Amy L. Dalton, Executive Director
Amy L. Dalton is the Executive Director of CLBSJ, and also serves ex-officio (non-voting) on the governing Board.
A vociferous learner and careful thinker, Amy has since college offered herself as a servant leader and “observer-participant” in grassroots organizing for fundamental change. She has deep experience in faith based, community-based, campus-based and online social justice settings. Her professional experience spans nonprofit development, publishing and communications, and community organizing. She spent her early years in a Jesuit community, was raised primarily as a United Methodist, went to a Quaker college, and has worked for Lutheran and Presbyterian formations.
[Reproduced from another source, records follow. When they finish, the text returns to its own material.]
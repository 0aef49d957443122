use std::env;
use std::process::Command;

/// Options derived from the host machine used to configure cargo commands.
#[derive(Debug, Clone, PartialEq, Eq)]
pub struct BuildConfig {
    pub features: Vec<String>,
    pub no_default_features: bool,
    pub rustflags: Option<String>,
}

impl BuildConfig {
    /// Join features into a single string suitable for passing to cargo.
    pub fn features_arg(&self) -> Option<String> {
        if self.features.is_empty() {
            None
        } else {
            Some(self.features.join(" "))
        }
    }

    fn apply_features(&self, cmd: &mut Command) {
        if self.no_default_features {
            cmd.arg("--no-default-features");
        }
        if let Some(f) = self.features_arg() {
            cmd.arg("--features").arg(f);
        }
    }

    fn apply_rustflags(&self, cmd: &mut Command) {
        if let Some(rf) = &self.rustflags {
            cmd.env("RUSTFLAGS", rf);
        }
    }
}

/// Detect build configuration from the current machine.
pub fn detect_config() -> BuildConfig {
    let arch = detect_arch();
    let cpu_flags = detect_cpu_flags();
    let extra = env::var("FFTCMP_FEATURES").unwrap_or_default();
    compute_config(&arch, &cpu_flags, &extra)
}

fn detect_arch() -> String {
    if let Ok(arch) = env::var("ARCH") {
        if !arch.trim().is_empty() {
            return arch;
        }
    }
    Command::new("uname")
        .arg("-m")
        .output()
        .map(|o| String::from_utf8_lossy(&o.stdout).trim().to_string())
        .unwrap_or_else(|_| env::consts::ARCH.to_string())
}

fn detect_cpu_flags() -> String {
    if let Ok(out) = Command::new("lscpu").output() {
        let s = String::from_utf8_lossy(&out.stdout);
        for line in s.lines() {
            if line.to_lowercase().contains("flags") {
                return line.to_string();
            }
        }
    }
    if let Ok(out) = Command::new("sysctl")
        .args(["-n", "machdep.cpu.features"])
        .output()
    {
        return String::from_utf8_lossy(&out.stdout).to_string();
    }
    String::new()
}

/// Compute a [`BuildConfig`] from supplied inputs. This is separated for testing.
///
/// `extra` is a whitespace separated feature list. A leading `-default`
/// entry turns off the default library bindings so only the baseline and the
/// listed features are compiled.
pub fn compute_config(arch: &str, cpu_flags: &str, extra: &str) -> BuildConfig {
    let mut rustflags = None;

    if arch.contains("x86_64") {
        if cpu_flags.contains("avx512f") {
            rustflags = Some("-C target-feature=+avx512f,+avx2,+fma".into());
        } else if cpu_flags.contains("avx2") {
            rustflags = Some("-C target-feature=+avx2,+fma".into());
        } else if cpu_flags.contains("sse4_1") {
            rustflags = Some("-C target-feature=+sse4.1".into());
        }
    } else if arch.contains("aarch64") || arch.contains("arm64") {
        rustflags = Some("-C target-feature=+neon".into());
    }

    let mut features = Vec::new();
    let mut no_default_features = false;
    for feat in extra.split_whitespace() {
        if feat == "-default" {
            no_default_features = true;
        } else {
            features.push(feat.to_string());
        }
    }

    BuildConfig {
        features,
        no_default_features,
        rustflags,
    }
}

pub fn build_command(cfg: &BuildConfig) -> Command {
    let mut cmd = Command::new("cargo");
    cmd.args(["build", "--workspace"]);
    cfg.apply_features(&mut cmd);
    cmd
}

pub fn test_command(cfg: &BuildConfig) -> Command {
    let mut cmd = Command::new("cargo");
    cmd.args(["test", "--workspace"]);
    cfg.apply_features(&mut cmd);
    cmd
}

pub fn clippy_command() -> Command {
    let mut cmd = Command::new("cargo");
    cmd.args(["clippy", "--all-targets", "--all-features"]);
    cmd
}

pub fn fmt_command() -> Command {
    let mut cmd = Command::new("cargo");
    cmd.args(["fmt", "--all"]);
    cmd
}

/// Release run of the comparison binary; `args` are passed through.
pub fn compare_command(cfg: &BuildConfig, args: &[String]) -> Command {
    let mut cmd = Command::new("cargo");
    cfg.apply_rustflags(&mut cmd);
    cmd.args(["run", "--release", "--bin", "fftcmp"]);
    cfg.apply_features(&mut cmd);
    if !args.is_empty() {
        cmd.arg("--").args(args);
    }
    cmd
}

pub fn bench_command(cfg: &BuildConfig) -> Command {
    let mut cmd = Command::new("cargo");
    cfg.apply_rustflags(&mut cmd);
    cmd.args(["bench", "--bench", "units"]);
    cfg.apply_features(&mut cmd);
    cmd
}

#[cfg(test)]
mod tests {
    use super::*;

    fn args_of(cmd: &Command) -> Vec<String> {
        cmd.get_args()
            .map(|a| a.to_str().unwrap().to_string())
            .collect()
    }

    fn rustflags_of(cmd: &Command) -> Option<String> {
        cmd.get_envs()
            .find(|(k, _)| *k == "RUSTFLAGS")
            .and_then(|(_, v)| v.map(|v| v.to_str().unwrap().to_string()))
    }

    #[test]
    fn test_compute_x86_avx512() {
        let cfg = compute_config("x86_64", "flags: avx512f avx2 sse4_1", "scalar");
        assert_eq!(
            cfg.rustflags.as_deref(),
            Some("-C target-feature=+avx512f,+avx2,+fma")
        );
        assert_eq!(cfg.features, ["scalar"]);
        assert!(!cfg.no_default_features);
    }

    #[test]
    fn test_compute_x86_avx2() {
        let cfg = compute_config("x86_64", "flags: avx2", "");
        assert_eq!(
            cfg.rustflags.as_deref(),
            Some("-C target-feature=+avx2,+fma")
        );
        assert!(cfg.features_arg().is_none());
    }

    #[test]
    fn test_compute_aarch64() {
        let cfg = compute_config("arm64", "", "-default single-precision");
        assert_eq!(cfg.rustflags.as_deref(), Some("-C target-feature=+neon"));
        assert!(cfg.no_default_features);
        assert_eq!(cfg.features_arg().as_deref(), Some("single-precision"));
    }

    #[test]
    fn test_unknown_arch_has_no_rustflags() {
        let cfg = compute_config("riscv64", "", "");
        assert!(cfg.rustflags.is_none());
    }

    #[test]
    fn test_commands_include_features() {
        let cfg = compute_config("x86_64", "flags: avx2", "-default scalar");
        let args = args_of(&build_command(&cfg));
        assert!(args.contains(&"build".to_string()));
        assert!(args.contains(&"--no-default-features".to_string()));
        assert!(args.contains(&"--features".to_string()));
        assert!(args.contains(&"scalar".to_string()));
        assert!(args_of(&test_command(&cfg)).contains(&"test".to_string()));
    }

    #[test]
    fn test_compare_passes_args_through() {
        let cfg = compute_config("x86_64", "flags: avx2", "");
        let cmd = compare_command(&cfg, &["--sizes".into(), "128,1024".into()]);
        let args = args_of(&cmd);
        assert!(args.contains(&"fftcmp".to_string()));
        let sep = args.iter().position(|a| a == "--").unwrap();
        assert_eq!(&args[sep + 1..], ["--sizes", "128,1024"]);
        assert!(rustflags_of(&cmd).unwrap().contains("avx2"));

        let bare = compare_command(&cfg, &[]);
        assert!(!args_of(&bare).contains(&"--".to_string()));
    }

    #[test]
    fn test_other_commands() {
        let cfg = compute_config("x86_64", "flags: avx2", "");
        let bcmd = bench_command(&cfg);
        assert!(args_of(&bcmd).contains(&"units".to_string()));
        assert!(rustflags_of(&bcmd).is_some());
        assert!(clippy_command().get_args().any(|a| a == "clippy"));
        assert!(fmt_command().get_args().any(|a| a == "fmt"));
    }

    #[test]
    fn test_detect_functions() {
        let arch = detect_arch();
        let _flags = detect_cpu_flags();
        let cfg = detect_config();
        assert!(!arch.is_empty());
        assert!(cfg.features.iter().all(|f| !f.is_empty()));
    }
}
Amy first began doing structural change work at age 13 when she began serving on the Reconciling Committee of her local Methodist church, 35 years before the denomination removed homophobic language from its organizational documentation. As an undergraduate student, she was part of one of the first intentional efforts to use the internet to increase grassroots power during organizing against California’s Proposition 187. She has since engaged in and helped to shape multiple game-changing organizing networks including the Indymedia network and the resurgence of the Sanctuary movement.
Amy holds a Master of Divinity from Union Theological Seminary with a research focus in faith-based community organizing, and a Bachelor of Arts with high honors in sociology/anthropology from Swarthmore College with research focuses in prison history, museum studies, anthropology of religion and critical social theory. Amy has been trained by PICO (now Faith In Action) and IAF, and participated for five years in the Brecht Forum’s Revolutions Study Group, serving on the convening team for several sessions.
She is a founding member of the Community of Living Traditions, a multifaith intentional community, and serves as Treasurer of the Board of Proyecto Faro, a Rockland County-based immigrant justice group. She has served on the Research Team of the Ambazonia Prisoners of Conscience Support Network, a diaspora formation connected to her partner’s homeland, and as Membership Coordinator of the Parent-Teacher Association of her daughter’s school.
As a person who has lived for most of her life with an invisible disability, Amy has had to forge space that she can function in, and because of this she prioritizes modes of organizing and organization building that are deeply egalitarian, nonjudgemental and welcoming of all forms of knowledge and ways of being human.